Stored items:
##############################
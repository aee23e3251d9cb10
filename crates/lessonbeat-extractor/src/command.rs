//! Extraction through external helper programs
//!
//! Equivalent to
//! `unzip -p doc.docx word/document.xml | sed -e '<script>'`, with the
//! intermediate markup staged in an anonymous temporary file so each helper
//! can be checked on its own.

use crate::config::{DEFAULT_BODY_MEMBER, DEFAULT_SED_PROGRAM, DEFAULT_UNZIP_PROGRAM};
use crate::error::ExtractionError;
use crate::text::TextExtractor;
use std::io::{Seek, SeekFrom};
use std::path::Path;
use std::process::{Command, Output, Stdio};
use tracing::debug;

/// Paragraph ends to newlines, drop tags, drop non-printable runs
const SED_SCRIPT: &str = r"s/<\/w:p>/\n/g; s/<[^>]\{1,\}>//g; s/[^[:print:]\n]\{1,\}//g";

/// Runs `unzip` then `sed` to filter a document into plain text
#[derive(Debug, Clone)]
pub struct CommandExtractor {
    unzip_program: String,
    sed_program: String,
    body_member: String,
}

impl CommandExtractor {
    /// Create an extractor with explicit helper programs
    pub fn new(
        unzip_program: impl Into<String>,
        sed_program: impl Into<String>,
        body_member: impl Into<String>,
    ) -> Self {
        Self {
            unzip_program: unzip_program.into(),
            sed_program: sed_program.into(),
            body_member: body_member.into(),
        }
    }

    fn check(&self, program: &str, path: &Path, output: &Output) -> Result<(), ExtractionError> {
        if output.status.success() {
            return Ok(());
        }
        Err(ExtractionError::Filter {
            program: program.to_string(),
            path: path.to_path_buf(),
            status: output.status.code(),
            stderr: String::from_utf8_lossy(&output.stderr).trim().to_string(),
        })
    }
}

impl Default for CommandExtractor {
    fn default() -> Self {
        Self::new(DEFAULT_UNZIP_PROGRAM, DEFAULT_SED_PROGRAM, DEFAULT_BODY_MEMBER)
    }
}

impl TextExtractor for CommandExtractor {
    fn extract_text(&self, path: &Path) -> Result<String, ExtractionError> {
        // Unlinked on creation; the OS reclaims it when the last handle drops,
        // whichever way this function returns.
        let mut staged = tempfile::tempfile().map_err(ExtractionError::Staging)?;
        let unzip_stdout = staged.try_clone().map_err(ExtractionError::Staging)?;

        let unzip = Command::new(&self.unzip_program)
            .arg("-p")
            .arg(path)
            .arg(&self.body_member)
            .stdin(Stdio::null())
            .stdout(Stdio::from(unzip_stdout))
            .stderr(Stdio::piped())
            .output()
            .map_err(|source| ExtractionError::Spawn {
                program: self.unzip_program.clone(),
                source,
            })?;
        self.check(&self.unzip_program, path, &unzip)?;

        staged.seek(SeekFrom::Start(0)).map_err(ExtractionError::Staging)?;

        let sed = Command::new(&self.sed_program)
            .arg("-e")
            .arg(SED_SCRIPT)
            .stdin(Stdio::from(staged))
            .stdout(Stdio::piped())
            .stderr(Stdio::piped())
            .output()
            .map_err(|source| ExtractionError::Spawn {
                program: self.sed_program.clone(),
                source,
            })?;
        self.check(&self.sed_program, path, &sed)?;

        debug!(path = %path.display(), bytes = sed.stdout.len(), "Filtered document body");
        Ok(String::from_utf8_lossy(&sed.stdout).into_owned())
    }
}
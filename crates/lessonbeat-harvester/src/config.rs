//! Configuration for harvesting
//!
//! Defines the source tree, the scan period and the extraction backend.

use crate::scanner::DEFAULT_EXTENSION;
use crate::HarvestError;
use lessonbeat_extractor::ExtractorConfig;
use serde::{Deserialize, Serialize};
use std::path::{Path, PathBuf};
use std::time::{Duration, SystemTime};

/// Configuration for the harvester service
///
/// # Examples
///
/// ```
/// use lessonbeat_harvester::HarvestConfig;
///
/// let config = HarvestConfig::from_toml(r#"path = "/srv/plans""#).unwrap();
/// assert_eq!(config.period_secs, 60);
/// assert!(!config.scan_all);
/// assert_eq!(config.extension, "docx");
/// ```
#[derive(Debug, Clone, PartialEq, Eq, Serialize, Deserialize)]
pub struct HarvestConfig {
    /// Root of the document tree
    pub path: PathBuf,

    /// Seconds between scan cycles
    /// Default: 60
    #[serde(default = "default_period_secs")]
    pub period_secs: u64,

    /// Harvest every existing document on the first cycle
    /// Default: false (only files changed after startup)
    #[serde(default)]
    pub scan_all: bool,

    /// File extension of candidate documents, without the dot
    /// Default: "docx"
    #[serde(default = "default_extension")]
    pub extension: String,

    /// Text extraction settings
    #[serde(default)]
    pub extractor: ExtractorConfig,
}

fn default_period_secs() -> u64 {
    60
}

fn default_extension() -> String {
    DEFAULT_EXTENSION.to_string()
}

impl HarvestConfig {
    /// Default settings for the tree at `path`
    pub fn new(path: impl Into<PathBuf>) -> Self {
        Self {
            path: path.into(),
            period_secs: default_period_secs(),
            scan_all: false,
            extension: default_extension(),
            extractor: ExtractorConfig::default(),
        }
    }

    /// Preset that re-harvests the whole tree on the first cycle
    pub fn backfill(path: impl Into<PathBuf>) -> Self {
        Self {
            scan_all: true,
            ..Self::new(path)
        }
    }

    /// Get scan period as Duration
    pub fn period(&self) -> Duration {
        Duration::from_secs(self.period_secs)
    }

    /// Cutoff for the first cycle, given the process start time
    pub fn initial_cutoff(&self, started_at: SystemTime) -> SystemTime {
        if self.scan_all {
            SystemTime::UNIX_EPOCH
        } else {
            started_at
        }
    }

    /// Validate the configuration
    pub fn validate(&self) -> Result<(), String> {
        if self.path.as_os_str().is_empty() {
            return Err("path must not be empty".to_string());
        }
        if self.period_secs == 0 {
            return Err("period_secs must be at least 1".to_string());
        }
        let extension = self.extension.trim();
        if extension.is_empty() || extension.starts_with('.') {
            return Err("extension must be non-empty and given without a leading dot".to_string());
        }
        self.extractor.validate().map_err(|e| format!("extractor: {}", e))
    }

    /// Load and validate configuration from a TOML string
    pub fn from_toml(toml_str: &str) -> Result<Self, HarvestError> {
        let config: Self = toml::from_str(toml_str)?;
        config.validate().map_err(HarvestError::Config)?;
        Ok(config)
    }

    /// Load and validate configuration from a TOML file
    pub fn from_file(path: impl AsRef<Path>) -> Result<Self, HarvestError> {
        let contents = std::fs::read_to_string(path)?;
        Self::from_toml(&contents)
    }

    /// Serialize configuration to TOML string
    pub fn to_toml(&self) -> Result<String, HarvestError> {
        toml::to_string_pretty(self).map_err(|e| HarvestError::Config(e.to_string()))
    }
}

#[cfg(test)]
mod tests {
    use super::*;
    use lessonbeat_extractor::ExtractorBackend;

    #[test]
    fn test_default_config() {
        let config = HarvestConfig::new("/srv/plans");
        assert_eq!(config.period_secs, 60);
        assert!(!config.scan_all);
        assert_eq!(config.extension, "docx");
        assert_eq!(config.extractor.backend, ExtractorBackend::Native);
        assert!(config.validate().is_ok());
    }

    #[test]
    fn test_backfill_preset() {
        let config = HarvestConfig::backfill("/srv/plans");
        assert!(config.scan_all);
        assert_eq!(config.period_secs, HarvestConfig::new("/srv/plans").period_secs);
    }

    #[test]
    fn test_initial_cutoff() {
        let started = SystemTime::UNIX_EPOCH + Duration::from_secs(1_000);

        assert_eq!(HarvestConfig::new("/p").initial_cutoff(started), started);
        assert_eq!(
            HarvestConfig::backfill("/p").initial_cutoff(started),
            SystemTime::UNIX_EPOCH
        );
    }

    #[test]
    fn test_period_conversion() {
        let mut config = HarvestConfig::new("/p");
        config.period_secs = 5;
        assert_eq!(config.period(), Duration::from_secs(5));
    }

    #[test]
    fn test_validation_failures() {
        let mut config = HarvestConfig::new("/p");
        config.period_secs = 0;
        assert!(config.validate().is_err());

        let mut config = HarvestConfig::new("/p");
        config.extension = ".docx".to_string();
        assert!(config.validate().is_err());

        let mut config = HarvestConfig::new("");
        config.extension = "docx".to_string();
        assert!(config.validate().is_err());

        let mut config = HarvestConfig::new("/p");
        config.extractor.body_member.clear();
        assert!(config.validate().unwrap_err().starts_with("extractor:"));
    }

    #[test]
    fn test_full_toml() {
        let config = HarvestConfig::from_toml(
            r#"
            path = "/srv/plans"
            period_secs = 300
            scan_all = true
            extension = "DOCX"

            [extractor]
            backend = "command"
            sed_program = "/usr/bin/sed"
            "#,
        )
        .unwrap();

        assert_eq!(config.path, PathBuf::from("/srv/plans"));
        assert_eq!(config.period(), Duration::from_secs(300));
        assert!(config.scan_all);
        assert_eq!(config.extractor.backend, ExtractorBackend::Command);
        assert_eq!(config.extractor.sed_program, "/usr/bin/sed");
        assert_eq!(config.extractor.unzip_program, "unzip");
    }

    #[test]
    fn test_missing_path_rejected() {
        let err = HarvestConfig::from_toml("period_secs = 10").unwrap_err();
        assert!(matches!(err, HarvestError::Toml(_)));
    }

    #[test]
    fn test_invalid_values_rejected_on_load() {
        let err = HarvestConfig::from_toml("path = \"/p\"\nperiod_secs = 0").unwrap_err();
        assert!(matches!(err, HarvestError::Config(_)));
    }

    #[test]
    fn test_toml_round_trip() {
        let config = HarvestConfig::backfill("/srv/plans");
        let parsed = HarvestConfig::from_toml(&config.to_toml().unwrap()).unwrap();
        assert_eq!(config, parsed);
    }

    #[test]
    fn test_from_file() {
        let dir = tempfile::TempDir::new().unwrap();
        let file = dir.path().join("config.toml");
        std::fs::write(&file, "path = \"/srv/plans\"\nscan_all = true\n").unwrap();

        let config = HarvestConfig::from_file(&file).unwrap();
        assert!(config.scan_all);

        let err = HarvestConfig::from_file(dir.path().join("absent.toml")).unwrap_err();
        assert!(matches!(err, HarvestError::Io(_)));
    }
}
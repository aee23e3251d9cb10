//! Lessonbeat Domain Layer
//!
//! This crate contains the domain model shared by every other Lessonbeat crate.
//! It has ZERO external dependencies and defines the values that flow through
//! the harvesting pipeline plus the trait seams to the outside world.
//!
//! ## Key Concepts
//!
//! - **DocumentRef**: One candidate file found during traversal
//! - **SectionName**: The labeled regions of a lesson plan template
//! - **LessonPlanRecord**: The normalized output entity, one per recognized plan
//! - **RecordSink**: Where finished records are handed off
//!
//! ## Architecture
//!
//! - No external crate dependencies
//! - Pure data and invariants only
//! - Infrastructure (extraction, traversal, publishing) lives in other crates

#![warn(missing_docs)]
#![warn(clippy::all)]

pub mod document;
pub mod record;
pub mod section;
pub mod traits;

// Re-exports for convenience
pub use document::DocumentRef;
pub use record::LessonPlanRecord;
pub use section::SectionName;
pub use traits::RecordSink;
##############################
● About this exercise: Copy, character for character, the lines from the line that holds "#![warn(clippy::all)]" through the final line of the records above.

● Answer to this task:
#![warn(clippy::all)]

pub mod document;
pub mod record;
pub mod section;
pub mod traits;

// Re-exports for convenience
pub use document::DocumentRef;
pub use record::LessonPlanRecord;
pub use section::SectionName;
pub use traits::RecordSink;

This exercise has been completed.